JS/UIX is a virtual OS written entierly in JavaScript to be run in any standard
web-browser (type 4.0 or higher).
The user interface - a simple 80 colums terminal - is implemented in DHTML but
could be implemented in any other JavaScript compliant application environment
as p.e. Macromedia Flash(TM).

JS/UIX features a UN*X-like operating environment with no intention of any full
POSIX compatibility. Some standard commands have been implemented at full range
others with just simple syntax or basic functionality, while new commands have
been added. The only application for now is a simple implementation of vi
(visual editor).

JS/UIX is now a mere demonstration object.
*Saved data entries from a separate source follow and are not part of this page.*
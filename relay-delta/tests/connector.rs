//! Connector tests against a local fake exchange
//!
//! Run with: cargo test -p relay-delta --test connector

use std::future::Future;
use std::sync::atomic::{AtomicUsize, Ordering};
use std::sync::Arc;
use std::time::Duration;

use futures_util::{SinkExt, StreamExt};
use relay_core::{ChannelSpec, ConnectionErrorKind, ConnectionState};
use relay_delta::{DeltaCredentials, DeltaWebSocket, DeltaWebSocketConfig, UpstreamEvent};
use serde_json::{json, Value};
use tokio::net::{TcpListener, TcpStream};
use tokio::sync::mpsc;
use tokio_tungstenite::tungstenite::Message;
use tokio_tungstenite::{accept_async, WebSocketStream};

type ServerSocket = WebSocketStream<TcpStream>;

struct FakeExchange {
    url: String,
    connections: Arc<AtomicUsize>,
    /// Every JSON frame the exchange received, in order
    seen: mpsc::UnboundedReceiver<Value>,
}

async fn spawn_exchange<F, Fut>(handler: F) -> FakeExchange
where
    F: Fn(ServerSocket, mpsc::UnboundedSender<Value>, usize) -> Fut + Send + Sync + 'static,
    Fut: Future<Output = ()> + Send + 'static,
{
    let listener = TcpListener::bind("127.0.0.1:0").await.unwrap();
    let addr = listener.local_addr().unwrap();
    let connections = Arc::new(AtomicUsize::new(0));
    let (seen_tx, seen) = mpsc::unbounded_channel();

    let counter = Arc::clone(&connections);
    tokio::spawn(async move {
        while let Ok((stream, _)) = listener.accept().await {
            let index = counter.fetch_add(1, Ordering::SeqCst);
            if let Ok(ws) = accept_async(stream).await {
                tokio::spawn(handler(ws, seen_tx.clone(), index));
            }
        }
    });

    FakeExchange {
        url: format!("ws://{}", addr),
        connections,
        seen,
    }
}

/// Read the next JSON text frame, recording it
async fn next_json(ws: &mut ServerSocket, seen: &mpsc::UnboundedSender<Value>) -> Option<Value> {
    while let Some(Ok(message)) = ws.next().await {
        if let Message::Text(text) = message {
            let value: Value = serde_json::from_str(text.as_str()).unwrap();
            let _ = seen.send(value.clone());
            return Some(value);
        }
    }
    None
}

async fn send_json(ws: &mut ServerSocket, value: Value) {
    let _ = ws.send(Message::Text(value.to_string().into())).await;
}

/// Accepts auth, acknowledges subscriptions and pushes one ticker per subscribe
async fn cooperative(mut ws: ServerSocket, seen: mpsc::UnboundedSender<Value>, _index: usize) {
    while let Some(frame) = next_json(&mut ws, &seen).await {
        match frame["type"].as_str() {
            Some("auth") => send_json(&mut ws, json!({"type": "auth", "success": true})).await,
            Some("subscribe") => {
                send_json(
                    &mut ws,
                    json!({"type": "subscriptions", "channels": frame["payload"]["channels"]}),
                )
                .await;
                send_json(
                    &mut ws,
                    json!({"type": "v2/ticker", "symbol": "btcusd", "close": "42000.5"}),
                )
                .await;
            }
            _ => {}
        }
    }
}

/// Records frames, never answers
async fn silent(mut ws: ServerSocket, seen: mpsc::UnboundedSender<Value>, _index: usize) {
    while next_json(&mut ws, &seen).await.is_some() {}
}

/// Rejects every auth request
async fn rejecting(mut ws: ServerSocket, seen: mpsc::UnboundedSender<Value>, _index: usize) {
    while let Some(frame) = next_json(&mut ws, &seen).await {
        if frame["type"] == "auth" {
            send_json(
                &mut ws,
                json!({"type": "auth", "success": false, "message": "invalid api key"}),
            )
            .await;
        }
    }
}

/// Closes the first connection straight away, behaves on the rest
async fn flaky(mut ws: ServerSocket, seen: mpsc::UnboundedSender<Value>, index: usize) {
    if index == 0 {
        let _ = ws.close(None).await;
        return;
    }
    cooperative(ws, seen, index).await;
}

fn test_config(url: &str, credentials: Option<DeltaCredentials>) -> DeltaWebSocketConfig {
    DeltaWebSocketConfig {
        ws_url: url.to_string(),
        credentials,
        auth_timeout: Duration::from_millis(500),
        reconnect_base: Duration::from_millis(10),
        reconnect_max: Duration::from_millis(20),
        max_reconnect_attempts: 3,
        ..Default::default()
    }
}

fn credentials() -> Option<DeltaCredentials> {
    Some(DeltaCredentials::new("test-key", "test-secret"))
}

async fn wait_for<F>(events: &mut mpsc::Receiver<UpstreamEvent>, mut matches: F) -> UpstreamEvent
where
    F: FnMut(&UpstreamEvent) -> bool,
{
    tokio::time::timeout(Duration::from_secs(5), async {
        loop {
            match events.recv().await {
                Some(event) if matches(&event) => return event,
                Some(_) => continue,
                None => panic!("event channel closed"),
            }
        }
    })
    .await
    .expect("timed out waiting for event")
}

fn is_open(event: &UpstreamEvent) -> bool {
    matches!(
        event,
        UpstreamEvent::State {
            state: ConnectionState::Open,
            ..
        }
    )
}

async fn next_seen(exchange: &mut FakeExchange) -> Value {
    tokio::time::timeout(Duration::from_secs(5), exchange.seen.recv())
        .await
        .expect("timed out waiting for exchange frame")
        .expect("exchange stopped")
}

#[tokio::test]
async fn authenticates_then_flushes_queued_subscriptions() {
    let mut exchange = spawn_exchange(cooperative).await;
    let (ws, mut events) = DeltaWebSocket::new(test_config(&exchange.url, credentials()));

    ws.subscribe(vec![ChannelSpec::new("v2/ticker", ["BTCUSD"])])
        .unwrap();
    ws.start().unwrap();

    let open = wait_for(&mut events, is_open).await;
    assert_eq!(
        open,
        UpstreamEvent::State {
            state: ConnectionState::Open,
            authenticated: true
        }
    );
    assert!(ws.status().authenticated);

    let auth = next_seen(&mut exchange).await;
    assert_eq!(auth["type"], "auth");
    assert_eq!(auth["payload"]["api_key"], "test-key");
    assert_eq!(auth["payload"]["signature"].as_str().unwrap().len(), 64);

    let subscribe = next_seen(&mut exchange).await;
    assert_eq!(subscribe["type"], "subscribe");
    assert_eq!(
        subscribe["payload"]["channels"],
        json!([{"name": "v2/ticker", "symbols": ["BTCUSD"]}])
    );

    let frame = wait_for(&mut events, |e| matches!(e, UpstreamEvent::Frame(_))).await;
    let UpstreamEvent::Frame(frame) = frame else {
        unreachable!()
    };
    assert_eq!(frame.channel, "v2/ticker");
    assert_eq!(frame.symbol.as_deref(), Some("BTCUSD"));
    assert_eq!(frame.payload["close"], "42000.5");

    ws.shutdown().unwrap();
}

#[tokio::test]
async fn auth_timeout_continues_unauthenticated() {
    let exchange = spawn_exchange(silent).await;
    let mut config = test_config(&exchange.url, credentials());
    config.auth_timeout = Duration::from_millis(100);
    let (ws, mut events) = DeltaWebSocket::new(config);
    ws.start().unwrap();

    wait_for(&mut events, |e| {
        matches!(
            e,
            UpstreamEvent::State {
                state: ConnectionState::Authenticating,
                ..
            }
        )
    })
    .await;
    let open = wait_for(&mut events, is_open).await;
    assert_eq!(
        open,
        UpstreamEvent::State {
            state: ConnectionState::Open,
            authenticated: false
        }
    );
    assert!(!ws.status().authenticated);

    ws.shutdown().unwrap();
}

#[tokio::test]
async fn public_mode_sends_only_subscription_changes() {
    let mut exchange = spawn_exchange(cooperative).await;
    let (ws, mut events) = DeltaWebSocket::new(test_config(&exchange.url, None));
    ws.start().unwrap();

    let open = wait_for(&mut events, is_open).await;
    assert_eq!(
        open,
        UpstreamEvent::State {
            state: ConnectionState::Open,
            authenticated: false
        }
    );

    let ticker = ChannelSpec::new("v2/ticker", ["ETHUSD"]);
    ws.subscribe(vec![ticker.clone()]).unwrap();
    let subscribe = next_seen(&mut exchange).await;
    assert_eq!(subscribe["type"], "subscribe");

    // Already subscribed: no second frame goes out
    ws.subscribe(vec![ticker.clone()]).unwrap();
    ws.unsubscribe(vec![ticker]).unwrap();
    let unsubscribe = next_seen(&mut exchange).await;
    assert_eq!(unsubscribe["type"], "unsubscribe");
    assert_eq!(
        unsubscribe["payload"]["channels"],
        json!([{"name": "v2/ticker", "symbols": ["ETHUSD"]}])
    );
    assert_eq!(ws.status().subscriptions, 0);

    ws.shutdown().unwrap();
}

#[tokio::test]
async fn auth_failure_reports_error_and_stops_after_max_attempts() {
    let exchange = spawn_exchange(rejecting).await;
    let mut config = test_config(&exchange.url, credentials());
    config.max_reconnect_attempts = 2;
    let (ws, mut events) = DeltaWebSocket::new(config);
    ws.start().unwrap();

    let error = wait_for(&mut events, |e| matches!(e, UpstreamEvent::Error { .. })).await;
    match error {
        UpstreamEvent::Error { kind, message } => {
            assert_eq!(kind, ConnectionErrorKind::Auth);
            assert!(message.contains("invalid api key"));
        }
        other => panic!("unexpected event: {:?}", other),
    }

    let exhausted = wait_for(&mut events, |e| {
        matches!(e, UpstreamEvent::ReconnectExhausted { .. })
    })
    .await;
    assert_eq!(exhausted, UpstreamEvent::ReconnectExhausted { attempts: 2 });
    assert_eq!(exchange.connections.load(Ordering::SeqCst), 3);
    assert!(ws.status().exhausted);

    // A manual reconnect starts a fresh round
    ws.reconnect().unwrap();
    wait_for(&mut events, |e| {
        matches!(
            e,
            UpstreamEvent::Error {
                kind: ConnectionErrorKind::Auth,
                ..
            }
        )
    })
    .await;
    assert_eq!(exchange.connections.load(Ordering::SeqCst), 4);

    ws.shutdown().unwrap();
}

#[tokio::test]
async fn unreachable_upstream_retries_a_bounded_number_of_times() {
    let listener = TcpListener::bind("127.0.0.1:0").await.unwrap();
    let addr = listener.local_addr().unwrap();
    drop(listener);

    let (ws, mut events) = DeltaWebSocket::new(test_config(&format!("ws://{}", addr), None));
    ws.start().unwrap();

    let mut network_errors = 0;
    let attempts = loop {
        match wait_for(&mut events, |e| {
            matches!(
                e,
                UpstreamEvent::Error { .. } | UpstreamEvent::ReconnectExhausted { .. }
            )
        })
        .await
        {
            UpstreamEvent::Error { kind, .. } => {
                assert_eq!(kind, ConnectionErrorKind::Network);
                network_errors += 1;
            }
            UpstreamEvent::ReconnectExhausted { attempts } => break attempts,
            _ => unreachable!(),
        }
    };

    assert_eq!(attempts, 3);
    // Initial attempt plus three retries
    assert_eq!(network_errors, 4);
    assert_eq!(ws.status().state, ConnectionState::Disconnected);

    ws.shutdown().unwrap();
}

#[tokio::test]
async fn server_close_triggers_reconnect_and_resubscribe() {
    let mut exchange = spawn_exchange(flaky).await;
    let (ws, mut events) = DeltaWebSocket::new(test_config(&exchange.url, None));
    ws.subscribe(vec![ChannelSpec::new("l2_orderbook", ["BTCUSD"])])
        .unwrap();
    ws.start().unwrap();

    // Depending on timing the drop shows up as a close or a failed send
    wait_for(&mut events, |e| {
        matches!(
            e,
            UpstreamEvent::Closed { .. } | UpstreamEvent::Error { .. }
        )
    })
    .await;
    wait_for(&mut events, is_open).await;

    let mut subscribes = 0;
    while subscribes == 0 {
        if next_seen(&mut exchange).await["type"] == "subscribe" {
            subscribes += 1;
        }
    }
    assert!(exchange.connections.load(Ordering::SeqCst) >= 2);
    assert_eq!(ws.status().reconnect_attempts, 0);

    ws.shutdown().unwrap();
}

#[tokio::test]
async fn shutdown_closes_event_channel() {
    let exchange = spawn_exchange(cooperative).await;
    let (ws, mut events) = DeltaWebSocket::new(test_config(&exchange.url, None));
    ws.start().unwrap();
    wait_for(&mut events, is_open).await;

    ws.shutdown().unwrap();

    let mut last = None;
    let drained = tokio::time::timeout(Duration::from_secs(5), async {
        while let Some(event) = events.recv().await {
            last = Some(event);
        }
    })
    .await;
    assert!(drained.is_ok());
    assert_eq!(
        last,
        Some(UpstreamEvent::State {
            state: ConnectionState::Disconnected,
            authenticated: false
        })
    );
}

#[tokio::test]
async fn start_is_idempotent() {
    let exchange = spawn_exchange(cooperative).await;
    let (ws, mut events) = DeltaWebSocket::new(test_config(&exchange.url, None));
    ws.start().unwrap();
    ws.start().unwrap();

    wait_for(&mut events, is_open).await;
    tokio::time::sleep(Duration::from_millis(100)).await;
    assert_eq!(exchange.connections.load(Ordering::SeqCst), 1);

    ws.shutdown().unwrap();
}

async fn drain(events: &mut mpsc::Receiver<UpstreamEvent>) -> Option<UpstreamEvent> {
    let mut last = None;
    tokio::time::timeout(Duration::from_secs(1), async {
        while let Some(event) = events.recv().await {
            last = Some(event);
        }
    })
    .await
    .expect("connection task did not stop");
    last
}

#[tokio::test]
async fn shutdown_during_handshake_does_not_wait_for_timeout() {
    let listener = TcpListener::bind("127.0.0.1:0").await.unwrap();
    let addr = listener.local_addr().unwrap();
    // Accept TCP but never answer the WebSocket handshake
    tokio::spawn(async move {
        let mut held = Vec::new();
        while let Ok((stream, _)) = listener.accept().await {
            held.push(stream);
        }
    });

    let mut config = test_config(&format!("ws://{}", addr), None);
    config.connect_timeout = Duration::from_secs(30);
    let (ws, mut events) = DeltaWebSocket::new(config);
    ws.start().unwrap();

    wait_for(&mut events, |e| {
        matches!(
            e,
            UpstreamEvent::State {
                state: ConnectionState::Connecting,
                ..
            }
        )
    })
    .await;
    ws.shutdown().unwrap();

    assert_eq!(
        drain(&mut events).await,
        Some(UpstreamEvent::State {
            state: ConnectionState::Disconnected,
            authenticated: false
        })
    );
}

#[tokio::test]
async fn shutdown_during_auth_wait_does_not_wait_for_timeout() {
    let mut exchange = spawn_exchange(silent).await;
    let mut config = test_config(&exchange.url, credentials());
    config.auth_timeout = Duration::from_secs(30);
    let (ws, mut events) = DeltaWebSocket::new(config);
    ws.start().unwrap();

    wait_for(&mut events, |e| {
        matches!(
            e,
            UpstreamEvent::State {
                state: ConnectionState::Authenticating,
                ..
            }
        )
    })
    .await;
    assert_eq!(next_seen(&mut exchange).await["type"], "auth");

    // Changes while authenticating only touch the desired set
    ws.subscribe(vec![ChannelSpec::new("v2/ticker", ["BTCUSD"])])
        .unwrap();
    ws.shutdown().unwrap();

    assert_eq!(
        drain(&mut events).await,
        Some(UpstreamEvent::State {
            state: ConnectionState::Disconnected,
            authenticated: false
        })
    );
    assert_eq!(ws.status().subscriptions, 1);
    assert_eq!(exchange.connections.load(Ordering::SeqCst), 1);
}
A serious application could be its
use as an interface to a server-shell or CGI-process via a rlogin like
protocoll, where any transaction data could be encrypted and stored in an
additional HTML-[I]FRAME.

            CLIENT                               HOST
 +--------+----------------+       +---------------+-------------+----------+
 |        |Transaction-Data|       |    Special    | persistant  | Apps.    |
 | JS/UIX |    IFRAME      | <---> |  HTTP-SERVER  | USER-SHELL  |    &     |
 |        |encrypt/decrypt |       |encrypt/decrypt|(local UNI*X)| Services |
 +--------+----------------+       +---------------+-------------+----------+

 Fig. 1: Possible implementation of a remote interface


A second application could be an embedded service, which would be executed
local to the client but would retrieve remote data from a host via HTTP and
CGI.

                  CLIENT                                   HOST
 +--------+-----------+----------------+       +---------------+----------+
 |        |  Service  |Transaction-Data|       |     CGI       | DB,Files |
 | JS/UIX |Application|    IFRAME      | <---> |  HTTP-SERVER  |    &     |
 |        |  (local)  |encrypt/decrypt |       |encrypt/decrypt| Services |
 +--------+-----------+----------------+       +---------------+----------+

 Fig. 2: Possible implementation of a local service using remote data


Note: JS/UIX not a free software. If you're looking for a powerful but
easy to use terminal interface see .



2) Features & Functions

a) Users and Files

JS/UIX accepts any valid user name as login with the exception of "exit" and
"root" (or any of their derevative spellings). "exit" will close the console
while "root" is a protected user showing a password prompt. (root:machtNix)
(Future versions might allow password control for all users via a "passwd"-
command. A practical implementation - see above, fig. 1-2 - would probably
not give access to unregistrated users. This should be a demo feature only.)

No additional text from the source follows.